Jacada Travel
- Type: Private
- Industry: Travel and tourism
- Founded: 2008
- Founder: Alex Malcolm
- Headquarters: London, United Kingdom
- Area served: Africa, Asia, Latin America
- Parent: Wilderness
- Website: www.jacadatravel.com

= Jacada Travel =

British travel company

Jacada Travel is a UK-based tour operator that arranges privately guided trips in Africa, Asia and Latin America.
The company was founded in 2008 by Alex Malcolm and is based in Shoreditch, London, with additional offices in Hong Kong and Cape Town. During the COVID-19 pandemic, Jacada entered administration and was acquired by Wilderness in 2020. Since the relaunch, the company has operated as part of the Wilderness group with a focus on responsible and sustainable tourism.

== History ==
Jacada Travel began in 2008 when founder Alex Malcolm started organising private tours in Brazil.
The business expanded to other parts of South America and later into Africa and Asia. Offices were then established in Hong Kong in 2015 and Cape Town in 2016 to support this growth.

In 2020, during the COVID-19 pandemic, Jacada entered administration and was bought by Wilderness Safaris (now Wilderness).
The acquisition brought the brand under the Wilderness portfolio of travel companies and led to its relaunch later that year.
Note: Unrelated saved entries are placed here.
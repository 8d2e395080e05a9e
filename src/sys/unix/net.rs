//! Socket creation and `std::net::SocketAddr` conversion.

use std::mem;
use std::net::{SocketAddr, SocketAddrV4, SocketAddrV6};
use std::os::unix::io::RawFd;

use crate::sys::unix::cvt;
use crate::{Error, Result};

/// Creates a socket that is non-blocking and close-on-exec from the
/// start.
pub(crate) fn new_socket(domain: libc::c_int, socket_type: libc::c_int) -> Result<RawFd> {
    cvt(unsafe {
        libc::socket(
            domain,
            socket_type | libc::SOCK_NONBLOCK | libc::SOCK_CLOEXEC,
            0,
        )
    })
}

pub(crate) fn domain_of(addr: &SocketAddr) -> libc::c_int {
    match addr {
        SocketAddr::V4(..) => libc::AF_INET,
        SocketAddr::V6(..) => libc::AF_INET6,
    }
}

/// A `sockaddr` for either IP family, passable by pointer.
#[repr(C)]
pub(crate) union SocketAddrCRepr {
    v4: libc::sockaddr_in,
    v6: libc::sockaddr_in6,
}

impl SocketAddrCRepr {
    pub(crate) fn as_ptr(&self) -> *const libc::sockaddr {
        self as *const SocketAddrCRepr as *const libc::sockaddr
    }
}

/// Converts an address into its C representation plus length.
pub(crate) fn socket_addr(addr: &SocketAddr) -> (SocketAddrCRepr, libc::socklen_t) {
    match addr {
        SocketAddr::V4(ref addr) => {
            let sin_addr = libc::in_addr {
                s_addr: u32::from_ne_bytes(addr.ip().octets()),
            };

            let sockaddr_in = libc::sockaddr_in {
                sin_family: libc::AF_INET as libc::sa_family_t,
                sin_port: addr.port().to_be(),
                sin_addr,
                sin_zero: [0; 8],
            };

            (
                SocketAddrCRepr { v4: sockaddr_in },
                mem::size_of::<libc::sockaddr_in>() as libc::socklen_t,
            )
        }
        SocketAddr::V6(ref addr) => {
            let sockaddr_in6 = libc::sockaddr_in6 {
                sin6_family: libc::AF_INET6 as libc::sa_family_t,
                sin6_port: addr.port().to_be(),
                sin6_addr: libc::in6_addr {
                    s6_addr: addr.ip().octets(),
                },
                sin6_flowinfo: addr.flowinfo(),
                sin6_scope_id: addr.scope_id(),
            };

            (
                SocketAddrCRepr { v6: sockaddr_in6 },
                mem::size_of::<libc::sockaddr_in6>() as libc::socklen_t,
            )
        }
    }
}

/// Decodes a kernel-filled `sockaddr_storage` back into an address.
pub(crate) fn to_socket_addr(storage: &libc::sockaddr_storage) -> Result<SocketAddr> {
    match storage.ss_family as libc::c_int {
        libc::AF_INET => {
            let addr = unsafe { *(storage as *const _ as *const libc::sockaddr_in) };
            let ip = addr.sin_addr.s_addr.to_ne_bytes().into();
            Ok(SocketAddr::V4(SocketAddrV4::new(
                ip,
                u16::from_be(addr.sin_port),
            )))
        }
        libc::AF_INET6 => {
            let addr = unsafe { *(storage as *const _ as *const libc::sockaddr_in6) };
            let ip = addr.sin6_addr.s6_addr.into();
            Ok(SocketAddr::V6(SocketAddrV6::new(
                ip,
                u16::from_be(addr.sin6_port),
                addr.sin6_flowinfo,
                addr.sin6_scope_id,
            )))
        }
        _ => Err(Error::from_raw_os_error(libc::EINVAL)),
    }
}

pub(crate) fn local_addr(fd: RawFd) -> Result<SocketAddr> {
    let mut storage: libc::sockaddr_storage = unsafe { mem::zeroed() };
    let mut len = mem::size_of::<libc::sockaddr_storage>() as libc::socklen_t;

    cvt(unsafe {
        libc::getsockname(fd, &mut storage as *mut _ as *mut libc::sockaddr, &mut len)
    })?;
    to_socket_addr(&storage)
}

pub(crate) fn peer_addr(fd: RawFd) -> Result<SocketAddr> {
    let mut storage: libc::sockaddr_storage = unsafe { mem::zeroed() };
    let mut len = mem::size_of::<libc::sockaddr_storage>() as libc::socklen_t;

    cvt(unsafe {
        libc::getpeername(fd, &mut storage as *mut _ as *mut libc::sockaddr, &mut len)
    })?;
    to_socket_addr(&storage)
}

pub(crate) fn setsockopt<T>(
    fd: RawFd,
    level: libc::c_int,
    opt: libc::c_int,
    val: T,
) -> Result<()> {
    cvt(unsafe {
        libc::setsockopt(
            fd,
            level,
            opt,
            &val as *const T as *const libc::c_void,
            mem::size_of::<T>() as libc::socklen_t,
        )
    })
    .map(|_| ())
}

pub(crate) fn getsockopt<T: Copy>(fd: RawFd, level: libc::c_int, opt: libc::c_int) -> Result<T> {
    let mut val: T = unsafe { mem::zeroed() };
    let mut len = mem::size_of::<T>() as libc::socklen_t;

    cvt(unsafe {
        libc::getsockopt(
            fd,
            level,
            opt,
            &mut val as *mut T as *mut libc::c_void,
            &mut len,
        )
    })?;
    Ok(val)
}

/// Reads and clears the pending socket error.
pub(crate) fn take_error(fd: RawFd) -> Result<Option<Error>> {
    let err: libc::c_int = getsockopt(fd, libc::SOL_SOCKET, libc::SO_ERROR)?;
    if err == 0 {
        Ok(None)
    } else {
        Ok(Some(Error::from_raw_os_error(err)))
    }
}

pub(crate) fn shutdown(fd: RawFd, how: std::net::Shutdown) -> Result<()> {
    let how = match how {
        std::net::Shutdown::Read => libc::SHUT_RD,
        std::net::Shutdown::Write => libc::SHUT_WR,
        std::net::Shutdown::Both => libc::SHUT_RDWR,
    };

    cvt(unsafe { libc::shutdown(fd, how) }).map(|_| ())
}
Malcolm has been profiled in several lifestyle publications, including Tatler Asia’s "How I Travel" series in 2017 and an interview in Lifestyle Asia (2020) about responsible travel.

== Sustainability initiatives ==
Since 2020, Jacada has focused its operations around sustainable and responsible tourism.
In 2023, it introduced a Positive Impact Coordinator role to develop environmental and community programmes and, in 2024, Jacada launched the "Positive Impact Collection", a set of itineraries highlighting projects related to environmental protection, animal welfare and child safeguarding.

=== Industry commitments ===
Jacada has signed several international sustainability pledges, including:
- World Animal Protection’s Wildlife-Friendly Pledge
- the Glasgow Declaration on Climate Action in Tourism

It is also a member of the Latin American Travel Association (LATA) and appears in the Conscious Travel Foundation’s membership directory.

== Recognition ==

=== Awards and rankings ===
Jacada Travel has been included in a number of travel industry lists and award nominations:
- Travel + Leisure – ranked eighth in the 2024 "Readers' 15 Favourite Tour Operators" survey, with a score of 97.24
- Condé Nast Traveller – listed among the magazine’s "Top 50 Travel Specialists" in 2024 and 2025
- Condé Nast Traveller – included in the 2025 "Readers’ Choice Awards" for tour operators
- Travel + Leisure – featured on the publication’s "A-List" for 2024
- World Travel Awards – nominated for Europe’s Leading Luxury Tour Operator in 2022, 2023 and 2024

=== Media coverage ===
Jacada Travel has been mentioned in several media outlets, including the Financial Times, The Guardian, and Vogue.
In 2024, Skift quoted the company in an article on the impact of Iceland’s volcanic activity on tourism.